◆ **Recorded data**:
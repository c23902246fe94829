//! Reshaping of raw wide debt tables.
//!
//! This crate turns the raw indicator table into analysis-ready tables:
//!
//! - **resolve**: indicator label → matching raw rows
//! - **extract**: numeric cell values with zero-on-missing semantics
//! - **years**: year column detection
//! - **tidy**: processed (wide) rows, tidy (long) records, pivot/unpivot

pub mod error;
pub mod extract;
pub mod resolve;
pub mod tidy;
pub mod years;

pub use error::{ExtractError, Result, TransformError, YearError};
pub use extract::{extract_value, try_extract_value};
pub use resolve::{RowSet, resolve, resolve_with};
pub use tidy::{DroppedYear, TidyTables, build_tables, percent_change, pivot_tidy, unpivot};
pub use years::{YearColumn, year_columns};
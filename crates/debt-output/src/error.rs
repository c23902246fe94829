//! Error types for writing outputs.

use std::path::PathBuf;

use polars::prelude::PolarsError;
use thiserror::Error;

#[derive(Debug, Error)]
pub enum OutputError {
    /// The output file could not be created or written.
    #[error("failed to write {path}: {source}")]
    Io {
        path: PathBuf,
        #[source]
        source: std::io::Error,
    },

    /// Building or serializing a DataFrame failed.
    #[error("failed to write table {path}: {source}")]
    Csv {
        path: PathBuf,
        #[source]
        source: PolarsError,
    },

    /// A table could not be assembled.
    #[error("failed to build table '{table}': {source}")]
    Frame {
        table: &'static str,
        #[source]
        source: PolarsError,
    },

    #[error("failed to serialize summary: {0}")]
    Json(#[from] serde_json::Error),
}

pub type Result<T> = std::result::Result<T, OutputError>;
use thiserror::Error;

use debt_model::{Metric, ModelError};

/// A cell that could not be turned into a number.
#[derive(Debug, Clone, Error, PartialEq, Eq)]
pub enum ExtractError {
    #[error("non-numeric value '{value}' for '{indicator}' in {year}")]
    NonNumeric {
        indicator: String,
        year: String,
        value: String,
    },
}

/// Why a single year was left out of the processed table.
#[derive(Debug, Error, PartialEq)]
pub enum YearError {
    #[error(transparent)]
    Extract(#[from] ExtractError),
    #[error(transparent)]
    Record(#[from] ModelError),
}

/// Failures rebuilding the processed table from tidy records.
#[derive(Debug, Error, PartialEq)]
pub enum TransformError {
    #[error("tidy table has no '{metric}' value for {year}")]
    MissingCell { year: i32, metric: Metric },
    #[error("tidy table has more than one '{metric}' value for {year}")]
    DuplicateCell { year: i32, metric: Metric },
    #[error(transparent)]
    Record(#[from] ModelError),
}

pub type Result<T> = std::result::Result<T, TransformError>;
//! CLI library components for the external debt analyzer.

pub mod logging;
pub mod pipeline;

◆ **Exercise description**:
Where a line of the data holds "resolve", show that line.

◆ **Response for this exercise**:
//! - **resolve**: indicator label → matching raw rows
pub mod resolve;
pub use resolve::{RowSet, resolve, resolve_with};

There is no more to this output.